§ **BRIEF**: Among the records that follow, set down only the lines from the one containing "use tokio_util::sync::CancellationToken;" to the one containing "that never retries", both included, exactly.

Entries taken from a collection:
#####
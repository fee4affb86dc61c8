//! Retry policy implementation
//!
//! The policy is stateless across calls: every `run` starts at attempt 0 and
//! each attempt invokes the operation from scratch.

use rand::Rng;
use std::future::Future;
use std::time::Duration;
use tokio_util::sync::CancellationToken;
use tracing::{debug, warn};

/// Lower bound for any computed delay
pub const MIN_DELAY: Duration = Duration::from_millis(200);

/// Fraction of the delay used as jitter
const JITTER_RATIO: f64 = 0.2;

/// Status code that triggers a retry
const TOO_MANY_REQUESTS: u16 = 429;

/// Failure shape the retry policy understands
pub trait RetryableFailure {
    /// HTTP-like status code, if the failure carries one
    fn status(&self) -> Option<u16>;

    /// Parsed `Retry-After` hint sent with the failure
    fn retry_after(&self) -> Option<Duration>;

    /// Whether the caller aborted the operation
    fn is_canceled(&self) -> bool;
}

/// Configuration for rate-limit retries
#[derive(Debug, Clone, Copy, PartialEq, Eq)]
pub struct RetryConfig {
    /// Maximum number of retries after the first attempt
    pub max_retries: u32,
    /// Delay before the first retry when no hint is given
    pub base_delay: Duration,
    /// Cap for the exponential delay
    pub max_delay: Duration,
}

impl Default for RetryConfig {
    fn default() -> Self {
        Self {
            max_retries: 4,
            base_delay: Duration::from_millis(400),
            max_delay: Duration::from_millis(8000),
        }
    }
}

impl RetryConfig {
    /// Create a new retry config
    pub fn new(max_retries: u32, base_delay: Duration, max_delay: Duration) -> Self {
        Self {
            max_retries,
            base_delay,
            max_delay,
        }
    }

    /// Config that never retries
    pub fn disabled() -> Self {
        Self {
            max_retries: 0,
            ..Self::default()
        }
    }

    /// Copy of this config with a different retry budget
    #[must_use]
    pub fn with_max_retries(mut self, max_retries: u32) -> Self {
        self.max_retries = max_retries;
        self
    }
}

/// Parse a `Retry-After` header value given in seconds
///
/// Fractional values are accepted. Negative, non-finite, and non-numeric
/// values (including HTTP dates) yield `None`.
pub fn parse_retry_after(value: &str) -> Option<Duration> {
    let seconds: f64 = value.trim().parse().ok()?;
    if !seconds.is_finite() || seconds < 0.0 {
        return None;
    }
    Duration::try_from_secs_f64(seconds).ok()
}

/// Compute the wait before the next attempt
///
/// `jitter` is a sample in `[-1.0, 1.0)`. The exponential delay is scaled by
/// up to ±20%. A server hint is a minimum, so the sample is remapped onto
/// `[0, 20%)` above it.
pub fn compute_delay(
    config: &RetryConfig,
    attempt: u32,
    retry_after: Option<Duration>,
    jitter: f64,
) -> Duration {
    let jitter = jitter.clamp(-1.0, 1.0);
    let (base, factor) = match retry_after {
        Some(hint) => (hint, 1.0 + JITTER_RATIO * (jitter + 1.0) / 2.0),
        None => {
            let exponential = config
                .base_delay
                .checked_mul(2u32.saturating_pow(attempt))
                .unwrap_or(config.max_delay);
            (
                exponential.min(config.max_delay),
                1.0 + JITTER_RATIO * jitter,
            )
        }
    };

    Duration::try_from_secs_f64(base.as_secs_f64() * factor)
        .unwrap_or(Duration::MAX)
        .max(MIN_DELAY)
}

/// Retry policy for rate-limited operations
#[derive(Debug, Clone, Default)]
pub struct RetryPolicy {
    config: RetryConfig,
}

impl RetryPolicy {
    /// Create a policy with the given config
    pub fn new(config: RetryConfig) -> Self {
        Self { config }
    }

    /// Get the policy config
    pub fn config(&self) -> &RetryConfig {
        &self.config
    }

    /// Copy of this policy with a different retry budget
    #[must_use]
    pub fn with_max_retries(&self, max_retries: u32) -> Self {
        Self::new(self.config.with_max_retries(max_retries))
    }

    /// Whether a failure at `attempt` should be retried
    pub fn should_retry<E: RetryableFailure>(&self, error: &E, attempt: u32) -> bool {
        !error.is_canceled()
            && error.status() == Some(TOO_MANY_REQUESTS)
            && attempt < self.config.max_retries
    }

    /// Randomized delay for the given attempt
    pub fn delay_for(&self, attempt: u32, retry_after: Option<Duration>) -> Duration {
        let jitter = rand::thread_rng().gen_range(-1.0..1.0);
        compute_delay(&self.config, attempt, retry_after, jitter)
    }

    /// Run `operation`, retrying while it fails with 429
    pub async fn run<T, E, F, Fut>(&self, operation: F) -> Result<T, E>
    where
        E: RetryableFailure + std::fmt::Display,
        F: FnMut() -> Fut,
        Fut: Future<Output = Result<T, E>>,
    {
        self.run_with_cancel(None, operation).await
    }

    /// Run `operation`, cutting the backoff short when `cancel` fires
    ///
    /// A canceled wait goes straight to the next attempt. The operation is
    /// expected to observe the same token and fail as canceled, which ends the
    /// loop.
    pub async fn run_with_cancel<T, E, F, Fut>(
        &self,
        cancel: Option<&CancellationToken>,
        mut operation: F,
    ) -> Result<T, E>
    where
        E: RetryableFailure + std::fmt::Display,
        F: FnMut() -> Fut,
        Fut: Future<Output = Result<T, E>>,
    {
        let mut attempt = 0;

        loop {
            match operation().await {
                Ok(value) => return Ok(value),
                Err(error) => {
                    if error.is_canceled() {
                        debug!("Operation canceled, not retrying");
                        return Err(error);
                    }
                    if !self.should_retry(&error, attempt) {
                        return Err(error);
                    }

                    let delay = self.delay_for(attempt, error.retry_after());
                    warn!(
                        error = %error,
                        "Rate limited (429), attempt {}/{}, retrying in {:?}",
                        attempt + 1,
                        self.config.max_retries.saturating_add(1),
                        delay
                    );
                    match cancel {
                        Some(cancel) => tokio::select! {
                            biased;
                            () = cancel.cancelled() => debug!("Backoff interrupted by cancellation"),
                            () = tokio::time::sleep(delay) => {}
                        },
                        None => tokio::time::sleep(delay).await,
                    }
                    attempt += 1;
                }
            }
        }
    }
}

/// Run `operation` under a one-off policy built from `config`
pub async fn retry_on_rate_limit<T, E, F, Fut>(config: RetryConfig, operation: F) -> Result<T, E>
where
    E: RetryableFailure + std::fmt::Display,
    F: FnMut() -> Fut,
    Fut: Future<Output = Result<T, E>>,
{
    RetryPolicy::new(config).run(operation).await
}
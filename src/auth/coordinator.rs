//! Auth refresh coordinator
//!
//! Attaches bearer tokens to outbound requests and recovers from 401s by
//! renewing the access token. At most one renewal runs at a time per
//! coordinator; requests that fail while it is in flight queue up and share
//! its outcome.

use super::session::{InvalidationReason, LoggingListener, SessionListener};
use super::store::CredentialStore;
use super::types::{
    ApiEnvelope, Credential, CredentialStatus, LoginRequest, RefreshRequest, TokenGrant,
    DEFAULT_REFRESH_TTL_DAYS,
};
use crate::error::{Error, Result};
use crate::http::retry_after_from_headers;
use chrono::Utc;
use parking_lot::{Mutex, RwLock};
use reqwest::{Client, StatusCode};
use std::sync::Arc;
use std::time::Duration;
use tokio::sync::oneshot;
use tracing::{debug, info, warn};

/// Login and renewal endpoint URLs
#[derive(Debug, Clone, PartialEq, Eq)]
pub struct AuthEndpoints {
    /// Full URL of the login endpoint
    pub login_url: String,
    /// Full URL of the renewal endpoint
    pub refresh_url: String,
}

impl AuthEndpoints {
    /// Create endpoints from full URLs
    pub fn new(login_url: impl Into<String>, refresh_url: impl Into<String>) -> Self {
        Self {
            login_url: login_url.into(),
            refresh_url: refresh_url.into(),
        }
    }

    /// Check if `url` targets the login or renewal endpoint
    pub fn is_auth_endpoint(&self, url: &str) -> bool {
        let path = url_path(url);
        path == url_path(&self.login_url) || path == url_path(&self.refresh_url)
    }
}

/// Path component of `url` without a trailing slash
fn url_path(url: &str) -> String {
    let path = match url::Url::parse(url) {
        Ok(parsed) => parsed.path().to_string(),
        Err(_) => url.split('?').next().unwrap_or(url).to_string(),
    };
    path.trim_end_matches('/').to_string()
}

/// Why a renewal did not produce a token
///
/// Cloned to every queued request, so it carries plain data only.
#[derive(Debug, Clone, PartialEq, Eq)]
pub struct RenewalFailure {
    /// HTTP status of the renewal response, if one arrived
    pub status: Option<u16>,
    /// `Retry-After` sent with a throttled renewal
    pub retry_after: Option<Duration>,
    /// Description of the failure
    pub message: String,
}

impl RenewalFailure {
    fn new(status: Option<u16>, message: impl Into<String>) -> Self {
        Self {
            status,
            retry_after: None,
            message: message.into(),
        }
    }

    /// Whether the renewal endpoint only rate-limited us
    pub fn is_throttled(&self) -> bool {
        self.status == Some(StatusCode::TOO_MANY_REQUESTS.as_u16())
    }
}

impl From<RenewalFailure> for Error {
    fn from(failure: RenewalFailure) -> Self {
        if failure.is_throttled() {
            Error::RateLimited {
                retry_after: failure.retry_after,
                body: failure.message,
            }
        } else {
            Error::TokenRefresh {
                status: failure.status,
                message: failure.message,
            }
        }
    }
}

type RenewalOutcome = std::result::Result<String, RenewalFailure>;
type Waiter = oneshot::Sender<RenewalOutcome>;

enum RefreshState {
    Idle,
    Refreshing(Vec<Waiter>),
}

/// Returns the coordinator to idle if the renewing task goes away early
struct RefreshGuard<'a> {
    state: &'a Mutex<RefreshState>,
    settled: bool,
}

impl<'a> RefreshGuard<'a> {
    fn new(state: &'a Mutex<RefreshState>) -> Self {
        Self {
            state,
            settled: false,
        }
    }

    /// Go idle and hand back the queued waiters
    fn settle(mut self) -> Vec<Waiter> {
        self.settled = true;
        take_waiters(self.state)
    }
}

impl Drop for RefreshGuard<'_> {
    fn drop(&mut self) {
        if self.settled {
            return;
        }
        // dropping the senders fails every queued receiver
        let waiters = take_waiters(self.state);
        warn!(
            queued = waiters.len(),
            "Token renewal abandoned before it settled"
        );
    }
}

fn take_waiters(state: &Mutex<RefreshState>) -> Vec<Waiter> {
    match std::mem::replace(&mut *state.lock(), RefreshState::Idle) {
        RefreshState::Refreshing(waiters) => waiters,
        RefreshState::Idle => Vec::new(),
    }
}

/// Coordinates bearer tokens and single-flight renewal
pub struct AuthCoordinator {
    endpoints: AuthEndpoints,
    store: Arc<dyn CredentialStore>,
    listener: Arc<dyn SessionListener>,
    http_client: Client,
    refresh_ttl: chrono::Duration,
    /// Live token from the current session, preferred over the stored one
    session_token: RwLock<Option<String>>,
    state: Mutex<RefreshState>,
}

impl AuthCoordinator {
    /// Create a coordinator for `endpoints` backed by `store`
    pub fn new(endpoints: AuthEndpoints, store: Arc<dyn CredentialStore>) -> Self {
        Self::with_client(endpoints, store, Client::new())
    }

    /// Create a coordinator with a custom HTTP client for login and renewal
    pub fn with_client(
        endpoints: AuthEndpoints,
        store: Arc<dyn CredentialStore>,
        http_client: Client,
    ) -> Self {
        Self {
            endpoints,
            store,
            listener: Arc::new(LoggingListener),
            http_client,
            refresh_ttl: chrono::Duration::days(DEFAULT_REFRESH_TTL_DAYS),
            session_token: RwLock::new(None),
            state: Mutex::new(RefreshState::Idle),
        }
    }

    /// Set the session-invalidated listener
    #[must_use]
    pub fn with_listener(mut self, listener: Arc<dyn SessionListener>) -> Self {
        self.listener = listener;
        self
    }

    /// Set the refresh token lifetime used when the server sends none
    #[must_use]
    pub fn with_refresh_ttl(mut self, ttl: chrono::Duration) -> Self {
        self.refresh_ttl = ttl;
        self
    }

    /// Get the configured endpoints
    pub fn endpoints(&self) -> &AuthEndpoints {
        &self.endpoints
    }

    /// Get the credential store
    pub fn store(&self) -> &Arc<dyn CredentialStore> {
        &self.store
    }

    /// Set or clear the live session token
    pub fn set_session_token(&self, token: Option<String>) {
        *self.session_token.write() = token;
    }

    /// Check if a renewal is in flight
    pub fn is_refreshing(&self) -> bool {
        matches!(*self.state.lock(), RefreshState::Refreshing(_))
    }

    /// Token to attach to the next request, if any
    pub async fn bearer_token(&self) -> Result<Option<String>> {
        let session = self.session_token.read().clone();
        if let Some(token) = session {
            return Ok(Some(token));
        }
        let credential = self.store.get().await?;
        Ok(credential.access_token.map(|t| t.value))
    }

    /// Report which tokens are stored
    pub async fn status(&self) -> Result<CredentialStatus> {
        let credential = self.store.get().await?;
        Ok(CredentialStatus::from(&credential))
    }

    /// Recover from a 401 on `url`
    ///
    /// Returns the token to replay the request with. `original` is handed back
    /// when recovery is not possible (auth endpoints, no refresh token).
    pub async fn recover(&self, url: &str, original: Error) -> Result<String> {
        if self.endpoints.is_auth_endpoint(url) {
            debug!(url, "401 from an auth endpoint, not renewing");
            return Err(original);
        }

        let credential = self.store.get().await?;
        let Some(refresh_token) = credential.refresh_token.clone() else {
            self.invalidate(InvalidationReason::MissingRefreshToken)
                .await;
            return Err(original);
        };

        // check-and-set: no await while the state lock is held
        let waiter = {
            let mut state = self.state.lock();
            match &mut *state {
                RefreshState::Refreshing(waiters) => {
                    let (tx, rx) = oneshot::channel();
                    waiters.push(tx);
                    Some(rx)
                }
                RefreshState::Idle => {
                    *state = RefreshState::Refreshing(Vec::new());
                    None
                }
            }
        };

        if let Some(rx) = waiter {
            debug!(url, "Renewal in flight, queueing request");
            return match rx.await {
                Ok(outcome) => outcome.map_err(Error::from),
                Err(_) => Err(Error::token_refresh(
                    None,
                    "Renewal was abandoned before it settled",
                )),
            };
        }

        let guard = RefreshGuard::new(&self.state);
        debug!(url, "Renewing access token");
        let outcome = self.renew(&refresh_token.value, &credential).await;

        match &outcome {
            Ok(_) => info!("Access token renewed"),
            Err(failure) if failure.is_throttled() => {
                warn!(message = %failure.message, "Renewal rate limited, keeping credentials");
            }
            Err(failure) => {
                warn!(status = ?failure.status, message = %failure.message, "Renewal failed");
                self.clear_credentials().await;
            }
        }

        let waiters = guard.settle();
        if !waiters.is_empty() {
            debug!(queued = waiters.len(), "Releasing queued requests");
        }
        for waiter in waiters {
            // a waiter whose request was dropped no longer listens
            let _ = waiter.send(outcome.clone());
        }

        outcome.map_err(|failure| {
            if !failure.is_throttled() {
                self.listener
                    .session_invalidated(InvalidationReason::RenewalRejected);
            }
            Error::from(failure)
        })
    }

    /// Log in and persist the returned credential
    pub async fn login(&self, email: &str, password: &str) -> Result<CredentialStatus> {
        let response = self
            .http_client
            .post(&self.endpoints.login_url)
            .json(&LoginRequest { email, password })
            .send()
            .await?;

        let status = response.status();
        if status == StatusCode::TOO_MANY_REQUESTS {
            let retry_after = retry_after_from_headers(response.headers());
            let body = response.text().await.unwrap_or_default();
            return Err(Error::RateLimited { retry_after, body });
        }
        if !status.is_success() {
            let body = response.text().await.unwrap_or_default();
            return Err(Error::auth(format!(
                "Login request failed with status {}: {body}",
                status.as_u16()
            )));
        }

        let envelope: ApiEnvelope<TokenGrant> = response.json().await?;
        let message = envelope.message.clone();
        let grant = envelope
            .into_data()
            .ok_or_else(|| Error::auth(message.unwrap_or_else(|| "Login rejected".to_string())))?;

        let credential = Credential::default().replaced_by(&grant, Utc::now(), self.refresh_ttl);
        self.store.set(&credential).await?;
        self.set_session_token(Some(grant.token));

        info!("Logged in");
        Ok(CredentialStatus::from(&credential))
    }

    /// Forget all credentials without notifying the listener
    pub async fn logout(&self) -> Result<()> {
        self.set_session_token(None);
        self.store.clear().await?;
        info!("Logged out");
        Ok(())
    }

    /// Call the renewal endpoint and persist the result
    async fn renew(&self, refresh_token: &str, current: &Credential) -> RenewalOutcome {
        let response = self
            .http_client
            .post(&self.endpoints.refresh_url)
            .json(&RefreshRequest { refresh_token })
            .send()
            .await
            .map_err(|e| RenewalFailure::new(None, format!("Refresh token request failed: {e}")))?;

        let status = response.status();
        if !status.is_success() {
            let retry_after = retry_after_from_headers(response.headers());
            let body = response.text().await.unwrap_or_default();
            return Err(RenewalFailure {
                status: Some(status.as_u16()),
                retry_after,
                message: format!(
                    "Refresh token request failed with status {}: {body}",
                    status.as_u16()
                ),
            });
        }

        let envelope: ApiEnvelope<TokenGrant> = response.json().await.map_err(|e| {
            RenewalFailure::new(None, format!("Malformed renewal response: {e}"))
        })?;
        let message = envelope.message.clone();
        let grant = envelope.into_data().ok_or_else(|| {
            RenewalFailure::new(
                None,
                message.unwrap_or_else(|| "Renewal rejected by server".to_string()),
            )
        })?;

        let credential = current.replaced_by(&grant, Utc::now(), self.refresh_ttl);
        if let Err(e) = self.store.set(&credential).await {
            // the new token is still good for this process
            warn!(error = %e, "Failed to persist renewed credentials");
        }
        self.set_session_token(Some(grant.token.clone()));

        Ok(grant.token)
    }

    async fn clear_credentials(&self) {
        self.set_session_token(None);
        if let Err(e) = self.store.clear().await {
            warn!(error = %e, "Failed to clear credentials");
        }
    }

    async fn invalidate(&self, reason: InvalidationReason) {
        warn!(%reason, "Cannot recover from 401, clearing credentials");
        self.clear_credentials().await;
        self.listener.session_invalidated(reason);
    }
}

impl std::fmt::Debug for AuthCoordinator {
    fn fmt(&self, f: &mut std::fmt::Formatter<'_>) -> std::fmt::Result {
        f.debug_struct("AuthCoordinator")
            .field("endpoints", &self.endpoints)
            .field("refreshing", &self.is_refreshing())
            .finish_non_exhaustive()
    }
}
#####
§ **ANSWER TO THIS PROBLEM**:
use tokio_util::sync::CancellationToken;
use tracing::{debug, warn};

/// Lower bound for any computed delay
pub const MIN_DELAY: Duration = Duration::from_millis(200);

/// Fraction of the delay used as jitter
const JITTER_RATIO: f64 = 0.2;

/// Status code that triggers a retry
const TOO_MANY_REQUESTS: u16 = 429;

/// Failure shape the retry policy understands
pub trait RetryableFailure {
    /// HTTP-like status code, if the failure carries one
    fn status(&self) -> Option<u16>;

    /// Parsed `Retry-After` hint sent with the failure
    fn retry_after(&self) -> Option<Duration>;

    /// Whether the caller aborted the operation
    fn is_canceled(&self) -> bool;
}

/// Configuration for rate-limit retries
#[derive(Debug, Clone, Copy, PartialEq, Eq)]
pub struct RetryConfig {
    /// Maximum number of retries after the first attempt
    pub max_retries: u32,
    /// Delay before the first retry when no hint is given
    pub base_delay: Duration,
    /// Cap for the exponential delay
    pub max_delay: Duration,
}

impl Default for RetryConfig {
    fn default() -> Self {
        Self {
            max_retries: 4,
            base_delay: Duration::from_millis(400),
            max_delay: Duration::from_millis(8000),
        }
    }
}

impl RetryConfig {
    /// Create a new retry config
    pub fn new(max_retries: u32, base_delay: Duration, max_delay: Duration) -> Self {
        Self {
            max_retries,
            base_delay,
            max_delay,
        }
    }

    /// Config that never retries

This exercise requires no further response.